Red Hat, the world's leading open source and Linux provider is
headquartered in Raleigh, North Carolina with satellite offices
spanning the globe.  Red Hat is leading Linux and open source
solutions into the mainstream by making high quality, low cost
technology accessible.  Red Hat provides operating system software
along with middleware, applications and management solutions.  Red
Hat also offers support, training, and consulting services to its
customers worldwide and through top-tier partnerships.  Red Hat's
Open Source strategy offers customers a long term plan for
building infrastructures that are based on and leverage open
source technologies with focus on security and ease of management.
Learn more: http://www.redhat.com.

Red Hat, the world's leading open source and Linux provider.  Red
Hat is headquartered in Raleigh, North Carolina.  With satellite
offices spanning the globe.  Red Hat is leading Linux and open
source solutions into the mainstream by making high quality, low
cost technology accessible.  Red Hat provides operating system
software along with middleware, applications and management
solutions.  Red Hat also offers support, training, and consulting
services to its customers worldwide and through top-tier
partnerships.  Red Hat's Open Source strategy offers customers a
long-term plan for building infrastructures that are based on and
leverage open source technologies with focus on security and ease
of management.

                             *    *    *

As reported in the Troubled Company Reporter on June 28, 2004,
Standard & Poor's Ratings Services assigned its 'B' corporate
credit and senior unsecured ratings to Raleigh, North Carolina-
based Red Hat, Inc.


RELIANT ENERGY: Fitch Lifts Ratings on Three Layers of Debt
-----------------------------------------------------------
Reliant Energy, Inc.'s credit ratings have been upgraded by Fitch
Ratings:

    -- $1.1 billion outstanding senior secured notes to 'BB-' from
       'B+';

    -- Senior unsecured debt (indicative) to 'B+' from 'B';

    -- $275 million outstanding convertible senior subordinated
       notes to 'B' from 'B-'.

At the same time, Fitch has assigned a final 'BB-' rating to the
following new RRI debt issuances:

    -- $1.3 billion secured term loan B due 2010;
    -- $1.7 billion secured revolving credit facility due 2009;
    -- $750 million 6.75% senior secured notes due 2014;

Fitch also assigns a 'BB-' rating to this issue for Pennsylvania
Economic Development Financing Authority -- PEDFA:

    -- $500 million 6.75% exempt Facilities Revenues Bonds due
       Dec. 1, 2036.

The bonds relate to RRI's Reliant Energy Seward, LLC, project, a
newly constructed 520 megawatt waste coal generating facility.
Principal and interest on the PEDFA bonds will be payable from,
and secured by, a pledge of installment payments under a separate
loan agreement with Seward which in turn is guarantee by RRI.  The
RRI guarantee is secured by substantially the same collateral
package supporting RRI's corporate senior secured notes and
secured credit facilities.

The PEDFA bonds consist of these issuances:

    -- $150 million series 2001A;
    -- $75 million series 2002A;
    -- $75 million series 2002 B;
    -- $100 million series 2003A;
    -- $100 million series 2004A

The Series 2001A, 2002A , 2002B and 2003A bonds, previously issued
in the variable-rate mode, have been re-issued in the long-term
interest rate mode and will no longer be supported by letters of
credit.  Accordingly, Fitch has simultaneously withdrawn the
'AAA/F1+' rating previously assigned to the Series 2001A, 2002A
and 2002B bonds that had been based on the letters of credit
issued by Westdeutsche Landesbank Girozentrale, as well as the
'AA+/F1+' rating assigned to the series 2003A bonds, previously
based on the Barclays Bank PLC letter of credit.

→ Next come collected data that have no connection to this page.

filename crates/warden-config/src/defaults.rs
use std::time::Duration;

use crate::encoding::OutputEncoding;
use crate::logging::LogFormat;

/// Default log filter expression used by the daemon.
pub const DEFAULT_LOG_FILTER: &str = "info";

/// Wall-clock time after which a dispatched command is logged as slow.
pub const DEFAULT_SLOW_COMMAND_LOG_THRESHOLD_SECONDS: f64 = 1.0;

/// Default log filter expression used by the daemon.
pub fn default_log_filter() -> &'static str {
    DEFAULT_LOG_FILTER
}

/// Owned log filter value used where allocation is required (e.g. serde).
pub fn default_log_filter_string() -> String {
    DEFAULT_LOG_FILTER.to_owned()
}

/// Default logging format for the daemon.
pub fn default_log_format() -> LogFormat {
    LogFormat::Json
}

/// Default reply encoding for the stdio front-end.
pub fn default_output_encoding() -> OutputEncoding {
    OutputEncoding::Json
}

/// Default slow-command threshold in seconds.
pub fn default_slow_command_log_threshold_seconds() -> f64 {
    DEFAULT_SLOW_COMMAND_LOG_THRESHOLD_SECONDS
}

/// Converts a configured threshold into a [`Duration`].
///
/// Negative, NaN, and infinite values are rejected in favour of the default so
/// a bad override cannot disable or break slow-command logging.
pub fn threshold_duration(seconds: f64) -> Duration {
    Duration::try_from_secs_f64(seconds).unwrap_or_else(|_| {
        Duration::from_secs_f64(DEFAULT_SLOW_COMMAND_LOG_THRESHOLD_SECONDS)
    })
}
//! Unit tests for the bootstrap sequence.

use std::sync::Arc;
use std::time::Duration;

use serde_json::json;

use crate::bootstrap::{BootstrapError, bootstrap_with, bootstrap_with_sink};
use crate::commands::standard_registry;
use crate::dispatch::{FixedOwnership, LookupMode, PeerIdentity, SampleSink};
use crate::tests::support::{
    FailingConfigLoader, RecordingChannel, RecordingSampleSink, TestConfigLoader,
};

#[test]
fn bootstrap_wires_configured_threshold() {
    let sink = Arc::new(RecordingSampleSink::default());
    let registry = standard_registry(|_| Ok(())).expect("registry");
    let daemon = bootstrap_with_sink(
        &TestConfigLoader::with_threshold(0.0),
        registry,
        Arc::clone(&sink) as Arc<dyn SampleSink>,
    )
    .expect("bootstrap should succeed");

    assert_eq!(
        daemon.config().slow_command_log_threshold(),
        Duration::ZERO
    );
    assert!(!daemon.poison().is_poisoned());

    let channel = RecordingChannel::default();
    let mut session = daemon.open_session(
        PeerIdentity::default(),
        &FixedOwnership(true),
        Box::new(channel.clone()),
    );
    let completed = daemon
        .dispatcher()
        .dispatch(&mut session, &Arc::new(json!(["get-pid"])), LookupMode::Daemon)
        .expect("dispatch");

    assert!(completed);
    assert_eq!(channel.replies().len(), 1);
    let samples = sink.samples();
    assert_eq!(samples.len(), 1);
    assert_eq!(samples[0].name(), "dispatch_command:get-pid");
}

#[test]
fn bootstrap_reports_configuration_errors() {
    let registry = standard_registry(|_| Ok(())).expect("registry");
    let Err(error) = bootstrap_with(&FailingConfigLoader, registry) else {
        panic!("bootstrap should fail for an unknown log format");
    };
    assert!(matches!(error, BootstrapError::Configuration { .. }));
    assert!(error.to_string().starts_with("failed to load configuration"));
}
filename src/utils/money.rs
// Formatting of minor-unit amounts for log lines

const ZERO_DECIMAL: &[&str] = &[
    "bif", "clp", "djf", "gnf", "jpy", "kmf", "krw", "mga", "pyg", "rwf", "ugx", "vnd", "vuv",
    "xaf", "xof", "xpf",
];

const THREE_DECIMAL: &[&str] = &["bhd", "jod", "kwd", "omr", "tnd"];

/// Number of minor-unit digits for an ISO currency code (case-insensitive).
pub fn minor_unit_digits(currency: &str) -> u32 {
    let code = currency.trim().to_ascii_lowercase();
    if ZERO_DECIMAL.contains(&code.as_str()) {
        0
    } else if THREE_DECIMAL.contains(&code.as_str()) {
        3
    } else {
        2
    }
}

/// `2000, "usd"` becomes `"20.00 USD"`; `500, "jpy"` becomes `"500 JPY"`.
pub fn format_amount(amount: i64, currency: &str) -> String {
    let code = currency.trim().to_ascii_uppercase();
    let digits = minor_unit_digits(currency);
    if digits == 0 {
        return format!("{amount} {code}");
    }

    let scale = 10u64.pow(digits);
    let sign = if amount < 0 { "-" } else { "" };
    let abs = amount.unsigned_abs();
    format!(
        "{sign}{}.{:0width$} {code}",
        abs / scale,
        abs % scale,
        width = digits as usize
    )
}
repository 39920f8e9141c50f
use axum::{body::Bytes, extract::State, response::Response};
use std::sync::Arc;
use tracing::{info_span, Instrument};
use uuid::Uuid;

use crate::handlers::json_response;
use crate::services::{PaymentService, ServiceError};

pub async fn create_refund(
    State(service): State<Arc<PaymentService>>,
    body: Bytes,
) -> Result<Response, ServiceError> {
    let span = info_span!("refund", request_id = %Uuid::new_v4());

    async move {
        let refund = service.create_refund(&body).await?;
        json_response(&refund)
    }
    .instrument(span)
    .await
}
use axum::{
    routing::{get, post},
    Router,
};
use std::sync::Arc;

use crate::handlers::{charges, health, refunds};
use crate::services::PaymentService;

pub fn build_router(payment_service: Arc<PaymentService>) -> Router {
    Router::new()
        .route("/health", get(health::health_handler))
        .route("/charge", post(charges::create_charge))
        .route("/refund", post(refunds::create_refund))
        .with_state(payment_service)
}
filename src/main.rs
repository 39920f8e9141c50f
mod app;
mod handlers;
mod models;
mod services;
mod utils;

use anyhow::Context;
use app::config::{CliArgs, Config};
use app::{router, telemetry};
use clap::Parser;
use services::{PaymentService, StripeClient};
use std::sync::Arc;
use tokio::net::TcpListener;
use tokio::signal;
use tracing::{error, info};

#[tokio::main]
async fn main() -> anyhow::Result<()> {
    let cli = CliArgs::parse();

    let config = Config::load(&cli);
    let log_format = match &config {
        Ok(config) => config.log_format,
        Err(_) => cli.log_format.unwrap_or_default(),
    };
    telemetry::init(log_format);

    let config = config.map_err(|e| {
        error!("Configuration error: {}", e);
        e
    })?;

    let mode = if config.stripe_secret_key.is_live() {
        "live"
    } else {
        "test"
    };
    info!(
        "Initializing Stripe Payment Service in {} mode (gateway {}, timeout {:?})",
        mode,
        config.gateway_base_url,
        config.gateway_timeout
    );

    let gateway = StripeClient::new(&config).context("failed to create gateway client")?;
    let payment_service = Arc::new(PaymentService::new(
        Arc::new(gateway),
        config.gateway_timeout,
    ));

    let app = router::build_router(payment_service);

    let addr = format!("0.0.0.0:{}", config.server_port);
    let listener = TcpListener::bind(&addr)
        .await
        .with_context(|| format!("failed to bind {addr}"))?;
    info!("Server listening on {}", addr);

    axum::serve(listener, app)
        .with_graceful_shutdown(shutdown_signal())
        .await
        .context("server error")?;

    info!("Server stopped");
    Ok(())
}

async fn shutdown_signal() {
    let ctrl_c = async {
        if let Err(e) = signal::ctrl_c().await {
            error!("Failed to install Ctrl+C handler: {}", e);
            std::future::pending::<()>().await;
        }
    };

    #[cfg(unix)]
    let terminate = async {
        match signal::unix::signal(signal::unix::SignalKind::terminate()) {
            Ok(mut sig) => {
                sig.recv().await;
            }
            Err(e) => {
                error!("Failed to install SIGTERM handler: {}", e);
                std::future::pending::<()>().await;
            }
        }
    };

    #[cfg(not(unix))]
    let terminate = std::future::pending::<()>();

    tokio::select! {
        _ = ctrl_c => {},
        _ = terminate => {},
    }

    info!("Shutdown signal received, draining in-flight requests");
}
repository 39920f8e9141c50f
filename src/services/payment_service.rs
use crate::models::payment::{
    ChargeParams, ChargeRequest, ChargeResponse, InvalidField, RefundParams, RefundRequest,
    RefundResponse,
};
use crate::services::gateway::{GatewayError, GatewayErrorKind, PaymentGateway};
use crate::utils::money::format_amount;
use serde::de::DeserializeOwned;
use std::future::Future;
use std::sync::Arc;
use std::time::Duration;
use thiserror::Error;
use tracing::{error, info, warn};

const CHARGE_FAILED: &str = "Payment processing error";
const REFUND_FAILED: &str = "Refund failed";

/// Everything a request can end in besides success. Display text is safe to return to callers.
#[derive(Debug, Error)]
pub enum ServiceError {
    #[error("Invalid request payload")]
    MalformedRequest(#[source] serde_json::Error),
    #[error(transparent)]
    InvalidField(#[from] InvalidField),
    #[error("Card was declined")]
    CardDeclined,
    #[error("Card has expired")]
    ExpiredCard,
    #[error("Incorrect CVC")]
    IncorrectVerificationCode,
    #[error("Invalid request parameters")]
    InvalidRequestParameters,
    #[error("{0}")]
    GatewayInternal(&'static str),
    #[error("Failed to encode response")]
    Encoding,
}

impl ServiceError {
    /// Maps a gateway failure onto the caller-facing taxonomy. `internal` is the
    /// operation-specific message used for unclassified failures.
    fn from_gateway(err: &GatewayError, internal: &'static str) -> Self {
        match err.kind() {
            GatewayErrorKind::CardDeclined => ServiceError::CardDeclined,
            GatewayErrorKind::ExpiredCard => ServiceError::ExpiredCard,
            GatewayErrorKind::IncorrectVerificationCode => ServiceError::IncorrectVerificationCode,
            GatewayErrorKind::InvalidRequestParameters => ServiceError::InvalidRequestParameters,
            GatewayErrorKind::Internal => ServiceError::GatewayInternal(internal),
        }
    }
}

/// Stateless charge/refund pipeline: decode, validate, one gateway call, translate.
pub struct PaymentService {
    gateway: Arc<dyn PaymentGateway>,
    call_timeout: Duration,
}

impl PaymentService {
    pub fn new(gateway: Arc<dyn PaymentGateway>, call_timeout: Duration) -> Self {
        Self {
            gateway,
            call_timeout,
        }
    }

    pub async fn create_charge(&self, body: &[u8]) -> Result<ChargeResponse, ServiceError> {
        let request: ChargeRequest = decode(body)?;
        request.validate().map_err(|e| {
            warn!(invalid_field = e.field, "Validation error: {}", e);
            e
        })?;

        info!(
            "Processing payment: {}",
            format_amount(request.amount, &request.currency)
        );

        let params = ChargeParams::from(request);
        match self.invoke(self.gateway.create_charge(params)).await {
            Ok(charge) => {
                info!(
                    charge_id = %charge.id,
                    status = %charge.status,
                    receipt_url = charge.receipt_url.as_deref().unwrap_or("-"),
                    "Charge succeeded: {}",
                    format_amount(charge.amount, &charge.currency)
                );
                Ok(ChargeResponse::from(charge))
            }
            Err(e) => Err(self.reject("Charge", &e, CHARGE_FAILED)),
        }
    }

    pub async fn create_refund(&self, body: &[u8]) -> Result<RefundResponse, ServiceError> {
        let request: RefundRequest = decode(body)?;
        request.validate().map_err(|e| {
            warn!(invalid_field = e.field, "Validation error: {}", e);
            e
        })?;

        info!(charge_id = %request.charge_id, "Processing refund");

        let params = RefundParams::from(request);
        match self.invoke(self.gateway.create_refund(params)).await {
            Ok(refund) => {
                info!(
                    refund_id = %refund.id,
                    amount = refund.amount,
                    status = %refund.status,
                    "Refund succeeded"
                );
                Ok(RefundResponse::from(refund))
            }
            Err(e) => Err(self.reject("Refund", &e, REFUND_FAILED)),
        }
    }

    async fn invoke<T, F>(&self, call: F) -> Result<T, GatewayError>
    where
        F: Future<Output = Result<T, GatewayError>>,
    {
        match tokio::time::timeout(self.call_timeout, call).await {
            Ok(result) => result,
            Err(_) => Err(GatewayError::Timeout(self.call_timeout)),
        }
    }

    // The raw gateway error only ever reaches the log.
    fn reject(&self, operation: &str, err: &GatewayError, internal: &'static str) -> ServiceError {
        let mapped = ServiceError::from_gateway(err, internal);
        match mapped {
            ServiceError::GatewayInternal(_) => {
                error!("{} failed: {}", operation, err);
            }
            _ => {
                warn!("{} failed: {} - {}", operation, mapped, err);
            }
        }
        mapped
    }
}

fn decode<T: DeserializeOwned>(body: &[u8]) -> Result<T, ServiceError> {
    serde_json::from_slice(body).map_err(|e| {
        warn!("Invalid request payload: {}", e);
        ServiceError::MalformedRequest(e)
    })
}
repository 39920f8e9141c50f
pub mod payment;
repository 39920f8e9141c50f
use axum::response::Json;
use serde_json::{json, Value};

/// Liveness only; the gateway is never contacted.
pub async fn health_handler() -> Json<Value> {
    Json(json!({ "status": "UP" }))
}
pub mod charges;
pub mod error;
pub mod health;
pub mod refunds;

use axum::{
    http::{header, StatusCode},
    response::{IntoResponse, Response},
};
use serde::Serialize;
use tracing::error;

use crate::services::ServiceError;

/// Serializes before anything is written so an encoding failure can still become a 500.
pub(crate) fn json_response<T: Serialize>(value: &T) -> Result<Response, ServiceError> {
    match serde_json::to_vec(value) {
        Ok(bytes) => Ok((
            StatusCode::OK,
            [(header::CONTENT_TYPE, "application/json")],
            bytes,
        )
            .into_response()),
        Err(e) => {
            error!("Error encoding response: {}", e);
            Err(ServiceError::Encoding)
        }
    }
}
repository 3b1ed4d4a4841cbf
//! Run configuration, loaded from a single JSON file.
//!
//! Every field has a default so a partial file is valid. Exclusion ids are
//! canonicalized on load with the same rules as ingested ids; an exclusion
//! that does not match the ingested form would silently never fire.

use crate::{
    error::{R360Error, R360Result},
    ids::{canonical_id, RawValue},
    types::Mode,
};
use serde::{Deserialize, Serialize};
use std::collections::{BTreeMap, BTreeSet};

#[derive(Debug, Clone, Copy, Serialize, Deserialize, PartialEq, Eq, Default)]
#[serde(rename_all = "snake_case")]
pub enum ReconcileMode {
    /// Reconcile against the prior run's current table.
    #[default]
    Historical,
    /// Ignore the prior current table and mint fresh keys.
    Fresh,
}

#[derive(Debug, Clone, Copy, Serialize, Deserialize, PartialEq, Eq, Default)]
#[serde(rename_all = "snake_case")]
pub enum AddressMatch {
    /// Hub on the primary-address id.
    #[default]
    Id,
    /// Hub on the normalized concatenated address text.
    Text,
}

#[derive(Debug, Clone, Serialize, Deserialize, PartialEq, Default)]
pub struct ModeConfig {
    #[serde(default)]
    pub enabled: bool,
    #[serde(default)]
    pub reconcile: ReconcileMode,
    #[serde(default)]
    pub excluded_addresses: BTreeSet<String>,
    #[serde(default)]
    pub excluded_parties: BTreeSet<String>,
}

#[derive(Debug, Clone, Serialize, Deserialize, PartialEq)]
#[serde(default)]
pub struct RetryPolicy {
    pub attempts: u32,
    pub base_backoff_ms: u64,
}

impl Default for RetryPolicy {
    fn default() -> Self {
        Self { attempts: 3, base_backoff_ms: 500 }
    }
}

#[derive(Debug, Clone, Serialize, Deserialize, PartialEq)]
#[serde(default)]
pub struct R360Config {
    pub modes: BTreeMap<Mode, ModeConfig>,
    pub ownership_role_codes: Vec<String>,
    pub primary_address_codes: Vec<String>,
    /// Empty means every account in the master is active.
    pub active_status_codes: Vec<String>,
    pub address_match: AddressMatch,
    pub retry: RetryPolicy,
    pub output_dir: Option<String>,
}

impl Default for R360Config {
    fn default() -> Self {
        let mut modes = BTreeMap::new();
        modes.insert(Mode::Portfolio, ModeConfig { enabled: true, ..ModeConfig::default() });
        modes.insert(Mode::Address, ModeConfig::default());
        modes.insert(Mode::Ownership, ModeConfig::default());
        Self {
            modes,
            ownership_role_codes: vec![
                "OWN".into(),       // owner
                "GUAR".into(),      // guarantor
                "LNCO".into(),      // loan co-signer
                "Tax Owner".into(),
            ],
            primary_address_codes: vec!["PRI".into()],
            active_status_codes: Vec::new(),
            address_match: AddressMatch::Id,
            retry: RetryPolicy::default(),
            output_dir: None,
        }
    }
}

impl R360Config {
    pub fn load(path: &str) -> anyhow::Result<Self> {
        let content = std::fs::read_to_string(path)
            .map_err(|e| anyhow::anyhow!("Cannot read {path}: {e}"))?;
        let config = Self::from_json(&content)?;
        Ok(config)
    }

    pub fn from_json(content: &str) -> R360Result<Self> {
        let mut config: R360Config = serde_json::from_str(content)?;
        config.normalize()?;
        Ok(config)
    }

    /// Canonicalize exclusion ids and check the config is usable.
    pub fn normalize(&mut self) -> R360Result<()> {
        for mode in Mode::ALL {
            self.modes.entry(mode).or_default();
        }
        for (mode, mc) in self.modes.iter_mut() {
            let set = format!("config.modes.{mode}");
            mc.excluded_addresses = mc
                .excluded_addresses
                .iter()
                .map(|a| canonical_id(&set, "excluded_addresses", &RawValue::Text(a.clone())))
                .filter_map(Result::transpose)
                .collect::<R360Result<_>>()?;
            mc.excluded_parties = mc
                .excluded_parties
                .iter()
                .map(|p| canonical_party(&set, p))
                .collect::<R360Result<_>>()?;
        }
        if self.ownership_role_codes.is_empty() && self.enabled_modes().iter().any(|m| m.uses_ownership()) {
            return Err(R360Error::Config(
                "ownership_role_codes is empty but an ownership-based mode is enabled".into(),
            ));
        }
        if self.primary_address_codes.is_empty() && self.enabled_modes().iter().any(|m| m.uses_address()) {
            return Err(R360Error::Config(
                "primary_address_codes is empty but an address-based mode is enabled".into(),
            ));
        }
        Ok(())
    }

    pub fn mode(&self, mode: Mode) -> ModeConfig {
        self.modes.get(&mode).cloned().unwrap_or_default()
    }

    /// Enabled modes in fixed order: portfolio, address, ownership.
    pub fn enabled_modes(&self) -> Vec<Mode> {
        Mode::ALL
            .into_iter()
            .filter(|m| self.modes.get(m).is_some_and(|mc| mc.enabled))
            .collect()
    }

    /// Convenience for tests and embedding: only `modes` enabled.
    pub fn with_modes(modes: &[Mode]) -> Self {
        let mut config = Self::default();
        for (mode, mc) in config.modes.iter_mut() {
            mc.enabled = modes.contains(mode);
        }
        config
    }
}

/// Party exclusions keep their `P`/`O` prefix; the number part is canonicalized.
fn canonical_party(set: &str, raw: &str) -> R360Result<String> {
    let t = raw.trim();
    let (prefix, rest) = match t.chars().next() {
        Some(c @ ('P' | 'O')) => (c, &t[1..]),
        _ => {
            return Err(R360Error::Config(format!(
                "{set}: excluded party '{raw}' must start with P (person) or O (organization)"
            )))
        }
    };
    let id = canonical_id(set, "excluded_parties", &RawValue::Text(rest.to_string()))?
        .ok_or_else(|| R360Error::Config(format!("{set}: excluded party '{raw}' has no number")))?;
    Ok(format!("{prefix}{id}"))
}

#[cfg(test)]
mod tests {
    use super::*;

    #[test]
    fn default_enables_portfolio_only() {
        let config = R360Config::default();
        assert_eq!(config.enabled_modes(), vec![Mode::Portfolio]);
    }

    #[test]
    fn partial_file_fills_defaults_and_canonicalizes_exclusions() {
        let json = r#"{
            "modes": {
                "address": { "enabled": true, "excluded_addresses": ["00042", " 7 "] },
                "ownership": { "enabled": true, "excluded_parties": ["O0500", "P12"] }
            }
        }"#;
        let config = R360Config::from_json(json).unwrap();
        assert_eq!(config.enabled_modes(), vec![Mode::Address, Mode::Ownership]);
        let addr = config.mode(Mode::Address);
        assert!(addr.excluded_addresses.contains("42"));
        assert!(addr.excluded_addresses.contains("7"));
        let own = config.mode(Mode::Ownership);
        assert!(own.excluded_parties.contains("O500"));
        assert!(own.excluded_parties.contains("P12"));
        assert_eq!(config.retry, RetryPolicy::default());
        assert_eq!(config.ownership_role_codes.len(), 4);
    }

    #[test]
    fn partial_retry_policy_keeps_the_other_default() {
        let config = R360Config::from_json(r#"{ "retry": { "attempts": 5 } }"#).unwrap();
        assert_eq!(config.retry, RetryPolicy { attempts: 5, base_backoff_ms: 500 });
    }

    #[test]
    fn unprefixed_party_exclusion_is_rejected() {
        let json = r#"{ "modes": { "portfolio": { "enabled": true, "excluded_parties": ["500"] } } }"#;
        let err = R360Config::from_json(json).unwrap_err();
        assert!(matches!(err, R360Error::Config(_)));
    }

    #[test]
    fn shipped_sample_config_parses() {
        let config = R360Config::from_json(include_str!("../../data/r360.json")).unwrap();
        assert_eq!(config.enabled_modes(), Mode::ALL.to_vec());
        assert!(config.mode(Mode::Ownership).excluded_parties.contains("O501"));
        assert_eq!(config.output_dir.as_deref(), Some("output"));
    }
}
//! Key lifecycle events and the audit log row they are persisted as.
//!
//! Every key decision a run makes beyond plain reuse is recorded: a new key,
//! a merge, a split, a retirement. The audit log is append-only.

use crate::types::{AccountId, KeyId, Mode, RunId};
use serde::{Deserialize, Serialize};

#[derive(Debug, Clone, Copy, Serialize, Deserialize, PartialEq, Eq)]
#[serde(rename_all = "snake_case")]
pub enum RetireReason {
    /// Lost a merge to an older key.
    Merged,
    /// No account holding the key is left in the universe.
    Vanished,
}

#[derive(Debug, Clone, Serialize, Deserialize, PartialEq)]
#[serde(tag = "type", rename_all = "snake_case")]
pub enum KeyEvent {
    Minted {
        key_id:        KeyId,
        first_account: AccountId,
        accounts:      usize,
    },
    Merged {
        key_id:        KeyId,
        absorbed:      Vec<KeyId>,
        first_account: AccountId,
        accounts:      usize,
    },
    Split {
        key_id:    KeyId,
        kept_by:   AccountId,
        fragments: usize,
    },
    Retired {
        key_id:    KeyId,
        reason:    RetireReason,
        successor: Option<KeyId>,
    },
}

impl KeyEvent {
    pub fn key_id(&self) -> &KeyId {
        match self {
            KeyEvent::Minted { key_id, .. }
            | KeyEvent::Merged { key_id, .. }
            | KeyEvent::Split { key_id, .. }
            | KeyEvent::Retired { key_id, .. } => key_id,
        }
    }

    /// Stable name for the `event_type` column.
    pub fn event_type(&self) -> &'static str {
        match self {
            KeyEvent::Minted { .. }  => "minted",
            KeyEvent::Merged { .. }  => "merged",
            KeyEvent::Split { .. }   => "split",
            KeyEvent::Retired { .. } => "retired",
        }
    }
}

/// One row of `key_audit`.
#[derive(Debug, Clone, Serialize, Deserialize, PartialEq)]
pub struct AuditEntry {
    pub id:         Option<i64>,
    pub run_id:     RunId,
    pub mode:       Mode,
    pub as_of:      String,
    pub event_type: String,
    pub key_id:     KeyId,
    pub payload:    String,
}

impl AuditEntry {
    pub fn event(&self) -> serde_json::Result<KeyEvent> {
        serde_json::from_str(&self.payload)
    }
}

The rating action referenced above reflects the successful
conclusion of RRI's global refinancing program and is consistent
with Fitch's expected ratings outlined in a press release dated
Nov. 29, 2004.  The Positive Rating Outlook reflects the
expectation that RRI's ongoing cost-saving and balance sheet
deleveraging initiatives will result in gradual improvement in
consolidated credit measures through 2006, even under a scenario
that assumes limited recovery in current wholesale power market
conditions and lower levels of retail energy cash flow
performance.

For additional information, please refer to the press release
dated Nov. 29, 2004, Fitch Places Reliant Energy on Rating Watch
Positive, available on the Fitch Ratings website at
http://www.fitchratings.com/


RESTRUCTURED ASSET: S&P Puts BB Ratings on Seven Cert. Classes
--------------------------------------------------------------
Standard & Poor's assigned its 'BB' rating to Restructured Asset
Certificates with Enhanced Returns -- RACERS -- Series
2004-25-TR's notes.

The rating of the class A-1 notes reflects the credit quality of
the swap guarantor, Lehman Brothers Holdings, Inc., ('A') and the
reference obligation, commercial mortgage pass-through
certificates series 2004-C1 class K notes, issued by Credit Suisse
First Boston Mortgage Securities Corp. due January 2037 ('BB').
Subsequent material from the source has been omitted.